In the early 19th Century C. E., it was in Massachusetts that the injustice of Slavery was first spoken out against. That cry went out through the country and finally ended in the end of Slavery in the United States.
Again, Massachusetts has lead the American Revolution. It was here first that the Right to Marry the one you love, whether it be the same sex or the opposite made no difference, and the same rights that heterosexual married couples have were given to those of the same sex. Now New Jersey has joined the revolution too. Bravo New Jersey.
The fight has not been won by any means. The revolution did not end with those first days in 1775 but continued for years. And there was opposition too even then. Loyalists wanted to stay loyal to the English crown and did everything to stop the movement. Likewise when the injustice of Slavery was loudly proclaimed there were voices that called loudly for it, saying there was Biblical justifications for it.
Likewise, there are those that justify the opposition of same sex marriage with Biblical justification, but they take out of context the words and use them to continue the justification of their reasons for the continuation of discrimination as they did in the South for Slavery and the oppression of the Black community in the last century. But if you read the text accurately and use the original sources not the mistranslations of the King James version, you will find that something entirely different is meant. The Old Testament prohibition that is interpreted to be against same sex love is really a prohibition against that of relations with a man that belonged to the priestly class of another religion, a Pagan religion. These men were considered as sacred in their own religion and therefore were not Jewish, in the sense of their worshipping Yahwah.

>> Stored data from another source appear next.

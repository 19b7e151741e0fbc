//! Events that trigger state transitions

use crate::landmarks::Landmarks;

/// Per-frame detection outcome
///
/// Both variants are ordinary inputs; a missing hand is not an error.
#[derive(Debug, Clone, Copy, PartialEq, Eq)]
pub enum FrameEvent {
    /// Detector reported a hand this frame
    HandDetected,
    /// Detector reported no hand this frame
    HandMissing,
}

impl FrameEvent {
    /// Event for a detector result
    pub fn from_detection(detection: Option<&Landmarks>) -> Self {
        match detection {
            Some(_) => FrameEvent::HandDetected,
            None => FrameEvent::HandMissing,
        }
    }
}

Likewise in the New Testament there is no mention of homosexuality by Jesus, but he does emphasize having a loving nature. He does condemn hypocrisy and intolerance. It is in the letters of Paul that you see that homosexuality is mentioned and that is usually quoted out of context to suit the purposes of those that are in opposition to same sex love. A closer and in context reading of the text will show he says that Jesus says nothing on the subject and that in his opinion it is wrong. In his opinion. Now it was in his opinion that he says that women are inferior to men and incapable of understanding the word of God. That is blatantly misogynistic. We know that is not true, women are as capable of thinking and understanding as are men.
Another line of irrationality is presented in the idea that giving the right of equal right of marriage will degrade the institution of Marriage. Let me take the religious aspect of that that it is a threat to freedom of Religion. First of all, Marriage is not a religious institution to begin with. It is a civil institution first. You must go to the State to get a license first before you can get married. Without that document, you are not legally married no matter what church or how many churches you are married in. It is a civil marriage first then a religious marriage second, for you can be as legally married by a Justice of the Peace as by a minister who also needs the sanction of the State of perform the service.
Secondly, how can the marriage of a same sex couple degrade your marriage. It only happens if you perceive it that way, and it is a matter of personal perception. It was similar to the argument to keep Blacks from being next door to you. It is your perception that is the matter not what is next door. If there is something wrong with you marriage it has nothing to do with what is going on outside of it but between the two of you.
Therefore I commend the State Legislature for their actions and say that the American Revolution still goes on.